The result is DipX – a unique blend of essential oils, without inorganic disinfectants. Our tests have shown that DipX is completely safe for all kinds of corals and more effective than any other solution we tested.
Corals that were bathed in DipX still repelled unwanted “hitchhikers”, even though they were previously dipped in other solutions On the other hand, corals that were dipped in other solutions after they were bathed in DipX did not repel anything.
In nature, numerous species of tiny coral-associated invertebrates make their homes on corals and the reef rocks and are referred to collectively as “opportunistic dwellers”. The most common groups of these opportunistic dwellers include crustaceans, helminths (worms), echinoderms, nudibranchs, and snails.
In most cases, the dweller benefits from the host without damaging it, and in others (such as Trapeziidae crabs in Acropora) both host and dweller benefit from the relationship. There are however, some dwellers that cause damage to their coral host by feeding on it. In their natural habitat, these opportunistic dwellers are relatively few in number due to the scarcity of nutrients as well as having natural predators.

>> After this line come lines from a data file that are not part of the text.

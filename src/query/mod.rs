//! Query parsing and evaluation over index snapshots.
//!
//! A query expression combines terms and phrases with `AND`, `OR`, `NOT`,
//! and parentheses. Expressions are parsed into a [`Query`] tree with the
//! same analyzer that built the index, then evaluated by a
//! [`Searcher`](searcher::Searcher) against one snapshot.

pub mod matcher;
pub mod parser;
pub mod scorer;
pub mod searcher;

pub use parser::QueryParser;
pub use searcher::{SearchHit, Searcher};

/// A parsed query expression.
#[derive(Debug, Clone, PartialEq, Eq)]
pub enum Query {
    /// A single normalized term.
    Term(String),
    /// Normalized terms that must appear in consecutive positions.
    ///
    /// Under an n-gram policy every multi-gram word becomes a phrase over
    /// its grams, which is what gives substring-match semantics.
    Phrase(Vec<String>),
    /// All sub-queries must match (sorted intersection).
    And(Vec<Query>),
    /// At least one sub-query must match (sorted union).
    Or(Vec<Query>),
    /// Set difference against the domain of all live documents.
    Not(Box<Query>),
}

impl Query {
    /// A term query.
    pub fn term<S: Into<String>>(term: S) -> Self {
        Query::Term(term.into())
    }

    /// A phrase query over already-normalized terms.
    pub fn phrase<I, S>(terms: I) -> Self
    where
        I: IntoIterator<Item = S>,
        S: Into<String>,
    {
        Query::Phrase(terms.into_iter().map(Into::into).collect())
    }
}

impl std::fmt::Display for Query {
    fn fmt(&self, f: &mut std::fmt::Formatter<'_>) -> std::fmt::Result {
        match self {
            Query::Term(t) => write!(f, "{t}"),
            Query::Phrase(terms) => write!(f, "\"{}\"", terms.join(" ")),
            Query::And(subs) => {
                let parts: Vec<String> = subs.iter().map(|q| q.to_string()).collect();
                write!(f, "({})", parts.join(" AND "))
            }
            Query::Or(subs) => {
                let parts: Vec<String> = subs.iter().map(|q| q.to_string()).collect();
                write!(f, "({})", parts.join(" OR "))
            }
            Query::Not(inner) => write!(f, "(NOT {inner})"),
        }
    }
}

#[cfg(test)]
mod tests {
    use super::*;

    #[test]
    fn test_display() {
        let query = Query::And(vec![
            Query::term("cat"),
            Query::Or(vec![Query::term("sat"), Query::Not(Box::new(Query::term("dog")))]),
        ]);
        assert_eq!(query.to_string(), "(cat AND (sat OR (NOT dog)))");

        let phrase = Query::phrase(["he", "el", "ll", "lo"]);
        assert_eq!(phrase.to_string(), "\"he el ll lo\"");
    }
}
//! Outbound mail transports for confirmation codes.

use std::{
  fs,
  path::{Path, PathBuf},
};

use chrono::Utc;
use revu_core::identity::{BoxError, Notifier};
use uuid::Uuid;

use crate::error::Result;

/// Writes each message to the log instead of delivering it.
pub struct LogNotifier {
  from: String,
}

impl LogNotifier {
  pub fn new(from: impl Into<String>) -> Self { Self { from: from.into() } }
}

impl Notifier for LogNotifier {
  fn send(
    &self,
    recipient: &str,
    subject: &str,
    body: &str,
  ) -> Result<(), BoxError> {
    tracing::info!(from = %self.from, to = recipient, subject, body, "outbound mail");
    Ok(())
  }
}

/// Drops one `.eml` file per message into a directory.
pub struct FileNotifier {
  from: String,
  dir:  PathBuf,
}

impl FileNotifier {
  /// Creates `dir` if it does not exist yet.
  pub fn new(from: impl Into<String>, dir: impl Into<PathBuf>) -> Result<Self> {
    let dir = dir.into();
    fs::create_dir_all(&dir)?;
    Ok(Self { from: from.into(), dir })
  }

  pub fn dir(&self) -> &Path { &self.dir }

  fn write(&self, recipient: &str, subject: &str, body: &str) -> Result<PathBuf> {
    let now = Utc::now();
    let name = format!("{}-{}.eml", now.format("%Y%m%d-%H%M%S"), Uuid::new_v4());
    let path = self.dir.join(name);
    let message = format!(
      "From: {}\r\nTo: {recipient}\r\nSubject: {subject}\r\nDate: {}\r\n\
       Content-Type: text/plain; charset=utf-8\r\n\r\n{body}\r\n",
      self.from,
      now.to_rfc2822(),
    );
    fs::write(&path, message)?;
    Ok(path)
  }
}

impl Notifier for FileNotifier {
  fn send(
    &self,
    recipient: &str,
    subject: &str,
    body: &str,
  ) -> Result<(), BoxError> {
    let path = self.write(recipient, subject, body)?;
    tracing::debug!(path = %path.display(), to = recipient, "mail written");
    Ok(())
  }
}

When corals are transferred from one environment to another, these opportunistic dwellers remain with their coral hosts, becoming incidental hitchhikers.
Suspecting your coral has a Hitchhiker? see the Hitchhikers identification guide
There are no viable methods for removing specific opportunistic dwellers from an established reef aquarium.
While not all of the incidental hitchhikers are necessarily bad for an artificial reef, some of them quickly become unwelcome guests and therefore it is highly recommended to go with a “better safe than sorry” policy and try to prevent them from getting in. If, however they are already in the system, affected corals and rocks will need to be removed and dealt with one at a time.
Carefully inspecting corals should be part of the regular husbandry routine for a reef aquarium so that any signs of soft tissue damage or discoloration can be identified and investigated as soon as possible. Early detection of the presence of hitchhikers is the most effective way of preventing an uncontrolled outbreak that can potentially harm the entire reef.